**TASK DIRECTIONS**.
The required output is every record, reproduced exactly.

*** TASK INPUTS ***

impl SimulationState {
    fn new(seed: u64) -> Self {
        Self {
            objects: Vec::with_capacity(MAX_ACTIVE_OBJECTS),
            particles: Vec::new(),
            score: 0.0,
            elapsed: 0.0,
            since_spawn: 0.0,
            next_id: 0,
            rng: StdRng::seed_from_u64(seed),
        }
    }
}

// ---------------------------------------------------------------------------
// Engine
// ---------------------------------------------------------------------------

pub struct SimulationEngine {
    config: SimulatedGameConfig,
    object_color: Color,
    speed: f32,
    /// Host mute switch, ANDed with the game's own sound flag.
    host_sound: bool,
    state: SimulationState,
    tick_count: u64,
    complete: bool,
}

impl SimulationEngine {
    pub fn new(config: SimulatedGameConfig, seed: u64, host_sound: bool) -> Self {
        let object_color = Color::from_hex(&config.object_color);
        let speed = config.difficulty.speed_factor();
        Self {
            config,
            object_color,
            speed,
            host_sound,
            state: SimulationState::new(seed),
            tick_count: 0,
            complete: false,
        }
    }

    // -----------------------------------------------------------------------
    // Main tick
    // -----------------------------------------------------------------------

    /// Advance the playthrough by `dt` seconds.
    ///
    /// Order within the tick is fixed: advance existing objects (removing
    /// any that left the volume), advance particles, then spawn at most one
    /// object if the rate and cap allow it.
    pub fn tick(&mut self, dt: f32) -> TickReport {
        let dt = dt.max(0.0);
        self.tick_count += 1;

        let mut report = TickReport {
            tick: self.tick_count,
            spawned: 0,
            despawned: 0,
            completed: false,
        };

        if self.complete {
            return report;
        }

        report.despawned = advance_objects(&mut self.state, self.config.game_kind, dt);
        advance_particles(&mut self.state, dt);

        self.state.elapsed += dt;
        self.state.since_spawn += dt;

        if self.try_spawn() {
            report.spawned = 1;
        }

        if self.state.elapsed >= self.config.duration_seconds {
            self.complete = true;
            report.completed = true;
            debug!(
                "simulation complete after {} ticks: score={} target={}",
                self.tick_count, self.state.score, self.config.target_score
            );
        }

        report
    }

    fn try_spawn(&mut self) -> bool {
        let rate = self.config.spawn_rate_per_second;
        if rate <= 0.0 || self.state.since_spawn < 1.0 / rate {
            return false;
        }
        // The attempt is consumed either way: over-cap spawns are dropped,
        // never queued.
        self.state.since_spawn = 0.0;
        if self.state.objects.len() >= MAX_ACTIVE_OBJECTS {
            return false;
        }

        let object = spawn_object(
            &mut self.state,
            &self.config,
            self.object_color,
            self.speed,
        );
        self.state.objects.push(object);
        true
    }

    // -----------------------------------------------------------------------
    // Hit testing
    // -----------------------------------------------------------------------

    /// Resolve one pointer event: the nearest intersected object (if any) is
    /// removed and scored.  One removal per event, even with overlapping
    /// objects.
    pub fn pointer_hit(&mut self, ray: Ray) -> Option<HitEvent> {
        if self.complete {
            return None;
        }

        let mut nearest: Option<(usize, f32)> = None;
        for (idx, object) in self.state.objects.iter().enumerate() {
            if let Some(t) = ray.sphere_hit(object.position, object.hit_radius()) {
                if nearest.map_or(true, |(_, best)| t < best) {
                    nearest = Some((idx, t));
                }
            }
        }

        let (idx, _) = nearest?;
        let object = self.state.objects.swap_remove(idx);
        self.state.score += SCORE_PER_HIT;

        let particles_spawned = if self.config.effect_enabled(EffectKind::Particles) {
            burst_particles(&mut self.state, object.position, object.color)
        } else {
            0
        };

        let tone = (self.host_sound && self.config.sound_enabled).then(|| ToneSpec {
            frequency_hz: 620.0 + self.state.rng.gen_range(0.0..120.0),
            duration_ms: 90,
        });

        Some(HitEvent {
            object_id: object.id,
            kind: object.kind,
            score_after: self.state.score,
            particles_spawned,
            feedback: HitFeedback {
                haptic: self.config.haptic_enabled,
                tone,
            },
        })
    }

    // -----------------------------------------------------------------------
    // Win condition & accessors
    // -----------------------------------------------------------------------

    /// Evaluated continuously; reaching the target never ends the run early.
    pub fn winning(&self) -> bool {
        self.state.score >= self.config.target_score
    }

    pub fn is_complete(&self) -> bool {
        self.complete
    }

    /// Won/lost is decided only at completion time.
    pub fn won(&self) -> bool {
        self.complete && self.state.score >= self.config.target_score
    }

    pub fn score(&self) -> f64 {
        self.state.score
    }

    pub fn elapsed(&self) -> f32 {
        self.state.elapsed
    }

    pub fn time_remaining(&self) -> f32 {
        (self.config.duration_seconds - self.state.elapsed).max(0.0)
    }

    pub fn active_objects(&self) -> usize {
        self.state.objects.len()
    }

    pub fn particle_count(&self) -> usize {
        self.state.particles.len()
    }

    pub fn tick_count(&self) -> u64 {
        self.tick_count
    }

    // -----------------------------------------------------------------------
    // Presentation
    // -----------------------------------------------------------------------

    /// Build the render-ready frame for the host UI.
    pub fn snapshot(&self) -> SceneSnapshot {
        let objects = self
            .state
            .objects
            .iter()
            .map(|o| ObjectSprite {
                id: o.id,
                geometry: o.kind.geometry(),
                color: o.color,
                position: o.position,
                rotation: o.rotation,
                opacity: o.opacity,
                glow: o.glow.then(|| GlowSprite {
                    scale: 1.3,
                    opacity: (o.opacity * 0.35).min(0.35),
                }),
            })
            .collect();

        let particles = self
            .state
            .particles
            .iter()
            .map(|p| ParticleSprite {
                position: p.position,
                color: p.color,
                opacity: p.opacity,
            })
            .collect();

        SceneSnapshot {
            theme: self.config.visual_theme,
            objects,
            particles,
            score: self.state.score,
            time_remaining: self.time_remaining(),
            winning: self.winning(),
        }
    }
}

// ---------------------------------------------------------------------------
// Motion rules
// ---------------------------------------------------------------------------

/// Advance every active object by the motion rule of its game kind and drop
/// the ones that left the volume.  Returns how many were removed.
fn advance_objects(state: &mut SimulationState, kind: GameKind, dt: f32) -> usize {
    let elapsed = state.elapsed;
    let mut removed = 0;
    let mut idx = 0;
    while idx < state.objects.len() {
        let object = &mut state.objects[idx];
        match kind {
            GameKind::Catch => {
                // Rise and fade.
                object.position = object.position.add(object.velocity.scaled(dt));
                let span = VOLUME_MAX.y - VOLUME_MIN.y;
                let progress = ((object.position.y - VOLUME_MIN.y) / span).clamp(0.0, 1.0);
                object.opacity = (1.0 - progress * 0.8).max(0.2);
            }
            GameKind::Pop => {
                // Fall and rotate.
                object.position = object.position.add(object.velocity.scaled(dt));
                object.rotation += object.spin * dt;
            }
            GameKind::Hover => {
                // Hover-oscillate with a slow lateral drift out of the volume.
                object.position.x += object.velocity.x * dt;
                object.position.y =
                    object.anchor_y + ((elapsed - object.spawned_at) * 2.0 + object.phase).sin() * 0.4;
            }
        }

        if outside_volume(object) {
            state.objects.swap_remove(idx);
            removed += 1;
        } else {
            idx += 1;
        }
    }
    removed
}

fn outside_volume(object: &SimulationObject) -> bool {
    let r = object.hit_radius();
    let p = object.position;
    p.x < VOLUME_MIN.x - r
        || p.x > VOLUME_MAX.x + r
        || p.y < VOLUME_MIN.y - r
        || p.y > VOLUME_MAX.y + r
        || p.z < VOLUME_MIN.z - r
        || p.z > VOLUME_MAX.z + r
}

fn advance_particles(state: &mut SimulationState, dt: f32) {
    for particle in &mut state.particles {
        particle.position = particle.position.add(particle.velocity.scaled(dt));
        particle.opacity -= particle.fade_rate * dt;
    }
    state.particles.retain(|p| p.opacity > 0.0);
}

*** End of TASK INPUTS ***

**RESPONSE TO THE EXERCISE**.
impl SimulationState {
    fn new(seed: u64) -> Self {
        Self {
            objects: Vec::with_capacity(MAX_ACTIVE_OBJECTS),
            particles: Vec::new(),
            score: 0.0,
            elapsed: 0.0,
            since_spawn: 0.0,
            next_id: 0,
            rng: StdRng::seed_from_u64(seed),
        }
    }
}

// ---------------------------------------------------------------------------
// Engine
// ---------------------------------------------------------------------------

pub struct SimulationEngine {
    config: SimulatedGameConfig,
    object_color: Color,
    speed: f32,
    /// Host mute switch, ANDed with the game's own sound flag.
    host_sound: bool,
    state: SimulationState,
    tick_count: u64,
    complete: bool,
}

impl SimulationEngine {
    pub fn new(config: SimulatedGameConfig, seed: u64, host_sound: bool) -> Self {
        let object_color = Color::from_hex(&config.object_color);
        let speed = config.difficulty.speed_factor();
        Self {
            config,
            object_color,
            speed,
            host_sound,
            state: SimulationState::new(seed),
            tick_count: 0,
            complete: false,
        }
    }

    // -----------------------------------------------------------------------
    // Main tick
    // -----------------------------------------------------------------------

    /// Advance the playthrough by `dt` seconds.
    ///
    /// Order within the tick is fixed: advance existing objects (removing
    /// any that left the volume), advance particles, then spawn at most one
    /// object if the rate and cap allow it.
    pub fn tick(&mut self, dt: f32) -> TickReport {
        let dt = dt.max(0.0);
        self.tick_count += 1;

        let mut report = TickReport {
            tick: self.tick_count,
            spawned: 0,
            despawned: 0,
            completed: false,
        };

        if self.complete {
            return report;
        }

        report.despawned = advance_objects(&mut self.state, self.config.game_kind, dt);
        advance_particles(&mut self.state, dt);

        self.state.elapsed += dt;
        self.state.since_spawn += dt;

        if self.try_spawn() {
            report.spawned = 1;
        }

        if self.state.elapsed >= self.config.duration_seconds {
            self.complete = true;
            report.completed = true;
            debug!(
                "simulation complete after {} ticks: score={} target={}",
                self.tick_count, self.state.score, self.config.target_score
            );
        }

        report
    }

    fn try_spawn(&mut self) -> bool {
        let rate = self.config.spawn_rate_per_second;
        if rate <= 0.0 || self.state.since_spawn < 1.0 / rate {
            return false;
        }
        // The attempt is consumed either way: over-cap spawns are dropped,
        // never queued.
        self.state.since_spawn = 0.0;
        if self.state.objects.len() >= MAX_ACTIVE_OBJECTS {
            return false;
        }

        let object = spawn_object(
            &mut self.state,
            &self.config,
            self.object_color,
            self.speed,
        );
        self.state.objects.push(object);
        true
    }

    // -----------------------------------------------------------------------
    // Hit testing
    // -----------------------------------------------------------------------

    /// Resolve one pointer event: the nearest intersected object (if any) is
    /// removed and scored.  One removal per event, even with overlapping
    /// objects.
    pub fn pointer_hit(&mut self, ray: Ray) -> Option<HitEvent> {
        if self.complete {
            return None;
        }

        let mut nearest: Option<(usize, f32)> = None;
        for (idx, object) in self.state.objects.iter().enumerate() {
            if let Some(t) = ray.sphere_hit(object.position, object.hit_radius()) {
                if nearest.map_or(true, |(_, best)| t < best) {
                    nearest = Some((idx, t));
                }
            }
        }

        let (idx, _) = nearest?;
        let object = self.state.objects.swap_remove(idx);
        self.state.score += SCORE_PER_HIT;

        let particles_spawned = if self.config.effect_enabled(EffectKind::Particles) {
            burst_particles(&mut self.state, object.position, object.color)
        } else {
            0
        };

        let tone = (self.host_sound && self.config.sound_enabled).then(|| ToneSpec {
            frequency_hz: 620.0 + self.state.rng.gen_range(0.0..120.0),
            duration_ms: 90,
        });

        Some(HitEvent {
            object_id: object.id,
            kind: object.kind,
            score_after: self.state.score,
            particles_spawned,
            feedback: HitFeedback {
                haptic: self.config.haptic_enabled,
                tone,
            },
        })
    }

    // -----------------------------------------------------------------------
    // Win condition & accessors
    // -----------------------------------------------------------------------

    /// Evaluated continuously; reaching the target never ends the run early.
    pub fn winning(&self) -> bool {
        self.state.score >= self.config.target_score
    }

    pub fn is_complete(&self) -> bool {
        self.complete
    }

    /// Won/lost is decided only at completion time.
    pub fn won(&self) -> bool {
        self.complete && self.state.score >= self.config.target_score
    }

    pub fn score(&self) -> f64 {
        self.state.score
    }

    pub fn elapsed(&self) -> f32 {
        self.state.elapsed
    }

    pub fn time_remaining(&self) -> f32 {
        (self.config.duration_seconds - self.state.elapsed).max(0.0)
    }

    pub fn active_objects(&self) -> usize {
        self.state.objects.len()
    }

    pub fn particle_count(&self) -> usize {
        self.state.particles.len()
    }

    pub fn tick_count(&self) -> u64 {
        self.tick_count
    }

    // -----------------------------------------------------------------------
    // Presentation
    // -----------------------------------------------------------------------

    /// Build the render-ready frame for the host UI.
    pub fn snapshot(&self) -> SceneSnapshot {
        let objects = self
            .state
            .objects
            .iter()
            .map(|o| ObjectSprite {
                id: o.id,
                geometry: o.kind.geometry(),
                color: o.color,
                position: o.position,
                rotation: o.rotation,
                opacity: o.opacity,
                glow: o.glow.then(|| GlowSprite {
                    scale: 1.3,
                    opacity: (o.opacity * 0.35).min(0.35),
                }),
            })
            .collect();

        let particles = self
            .state
            .particles
            .iter()
            .map(|p| ParticleSprite {
                position: p.position,
                color: p.color,
                opacity: p.opacity,
            })
            .collect();

        SceneSnapshot {
            theme: self.config.visual_theme,
            objects,
            particles,
            score: self.state.score,
            time_remaining: self.time_remaining(),
            winning: self.winning(),
        }
    }
}

// ---------------------------------------------------------------------------
// Motion rules
// ---------------------------------------------------------------------------

/// Advance every active object by the motion rule of its game kind and drop
/// the ones that left the volume.  Returns how many were removed.
fn advance_objects(state: &mut SimulationState, kind: GameKind, dt: f32) -> usize {
    let elapsed = state.elapsed;
    let mut removed = 0;
    let mut idx = 0;
    while idx < state.objects.len() {
        let object = &mut state.objects[idx];
        match kind {
            GameKind::Catch => {
                // Rise and fade.
                object.position = object.position.add(object.velocity.scaled(dt));
                let span = VOLUME_MAX.y - VOLUME_MIN.y;
                let progress = ((object.position.y - VOLUME_MIN.y) / span).clamp(0.0, 1.0);
                object.opacity = (1.0 - progress * 0.8).max(0.2);
            }
            GameKind::Pop => {
                // Fall and rotate.
                object.position = object.position.add(object.velocity.scaled(dt));
                object.rotation += object.spin * dt;
            }
            GameKind::Hover => {
                // Hover-oscillate with a slow lateral drift out of the volume.
                object.position.x += object.velocity.x * dt;
                object.position.y =
                    object.anchor_y + ((elapsed - object.spawned_at) * 2.0 + object.phase).sin() * 0.4;
            }
        }

        if outside_volume(object) {
            state.objects.swap_remove(idx);
            removed += 1;
        } else {
            idx += 1;
        }
    }
    removed
}

fn outside_volume(object: &SimulationObject) -> bool {
    let r = object.hit_radius();
    let p = object.position;
    p.x < VOLUME_MIN.x - r
        || p.x > VOLUME_MAX.x + r
        || p.y < VOLUME_MIN.y - r
        || p.y > VOLUME_MAX.y + r
        || p.z < VOLUME_MIN.z - r
        || p.z > VOLUME_MAX.z + r
}

fn advance_particles(state: &mut SimulationState, dt: f32) {
    for particle in &mut state.particles {
        particle.position = particle.position.add(particle.velocity.scaled(dt));
        particle.opacity -= particle.fade_rate * dt;
    }
    state.particles.retain(|p| p.opacity > 0.0);
}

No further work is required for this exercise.